PROBLEM - Locate the line that contains "let items = match" in the entries below, then repeat it and every following line through the line that contains "let elapsed = start.elapsed();", exactly, and no others.
### EXTRACTED MATERIAL
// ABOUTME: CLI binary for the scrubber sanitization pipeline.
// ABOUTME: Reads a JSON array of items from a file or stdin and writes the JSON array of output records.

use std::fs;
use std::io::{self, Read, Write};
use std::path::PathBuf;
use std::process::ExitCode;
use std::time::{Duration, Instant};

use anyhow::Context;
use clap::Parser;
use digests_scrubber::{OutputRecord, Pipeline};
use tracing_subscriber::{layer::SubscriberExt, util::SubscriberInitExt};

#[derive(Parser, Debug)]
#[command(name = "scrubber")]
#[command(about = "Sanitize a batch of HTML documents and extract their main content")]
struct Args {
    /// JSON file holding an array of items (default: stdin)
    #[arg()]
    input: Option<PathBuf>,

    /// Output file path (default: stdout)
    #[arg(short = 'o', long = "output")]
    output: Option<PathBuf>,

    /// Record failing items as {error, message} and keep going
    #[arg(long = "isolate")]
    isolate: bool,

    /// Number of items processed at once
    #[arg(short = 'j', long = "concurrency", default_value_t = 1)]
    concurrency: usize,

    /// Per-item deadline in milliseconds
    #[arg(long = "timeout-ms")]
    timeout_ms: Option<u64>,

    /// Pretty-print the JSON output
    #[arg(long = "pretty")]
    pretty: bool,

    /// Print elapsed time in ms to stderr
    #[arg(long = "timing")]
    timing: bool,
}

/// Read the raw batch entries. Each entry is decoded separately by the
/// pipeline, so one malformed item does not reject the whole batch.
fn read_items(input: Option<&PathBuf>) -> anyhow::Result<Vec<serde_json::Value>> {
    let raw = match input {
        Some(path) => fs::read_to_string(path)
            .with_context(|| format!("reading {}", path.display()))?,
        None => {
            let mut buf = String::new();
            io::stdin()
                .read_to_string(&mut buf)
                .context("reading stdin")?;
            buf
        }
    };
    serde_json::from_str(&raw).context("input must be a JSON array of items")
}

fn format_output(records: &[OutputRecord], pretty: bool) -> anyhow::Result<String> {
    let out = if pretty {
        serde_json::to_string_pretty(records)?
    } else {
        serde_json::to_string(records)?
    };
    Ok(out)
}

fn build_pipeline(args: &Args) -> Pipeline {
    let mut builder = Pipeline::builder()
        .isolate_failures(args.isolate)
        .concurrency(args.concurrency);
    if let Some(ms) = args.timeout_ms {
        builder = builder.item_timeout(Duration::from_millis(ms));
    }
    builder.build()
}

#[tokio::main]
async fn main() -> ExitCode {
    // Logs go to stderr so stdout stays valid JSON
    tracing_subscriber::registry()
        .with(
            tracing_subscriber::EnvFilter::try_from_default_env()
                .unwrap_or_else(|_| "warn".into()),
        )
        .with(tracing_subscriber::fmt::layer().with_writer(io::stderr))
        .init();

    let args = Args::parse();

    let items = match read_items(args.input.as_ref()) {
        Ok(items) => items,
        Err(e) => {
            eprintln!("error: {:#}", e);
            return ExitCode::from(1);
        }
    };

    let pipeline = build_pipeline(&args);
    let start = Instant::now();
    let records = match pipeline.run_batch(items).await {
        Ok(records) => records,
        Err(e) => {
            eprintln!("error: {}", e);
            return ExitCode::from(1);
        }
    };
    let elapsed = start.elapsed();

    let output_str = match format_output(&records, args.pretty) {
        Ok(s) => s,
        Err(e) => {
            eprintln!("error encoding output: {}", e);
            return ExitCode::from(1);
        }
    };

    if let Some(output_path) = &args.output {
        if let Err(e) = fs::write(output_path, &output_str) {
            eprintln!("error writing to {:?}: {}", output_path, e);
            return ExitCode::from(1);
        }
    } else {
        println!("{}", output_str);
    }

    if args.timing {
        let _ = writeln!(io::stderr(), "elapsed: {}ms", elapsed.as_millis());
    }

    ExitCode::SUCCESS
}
######
FINISHED EXERCISE -
    let items = match read_items(args.input.as_ref()) {
        Ok(items) => items,
        Err(e) => {
            eprintln!("error: {:#}", e);
            return ExitCode::from(1);
        }
    };

    let pipeline = build_pipeline(&args);
    let start = Instant::now();
    let records = match pipeline.run_batch(items).await {
        Ok(records) => records,
        Err(e) => {
            eprintln!("error: {}", e);
            return ExitCode::from(1);
        }
    };
    let elapsed = start.elapsed();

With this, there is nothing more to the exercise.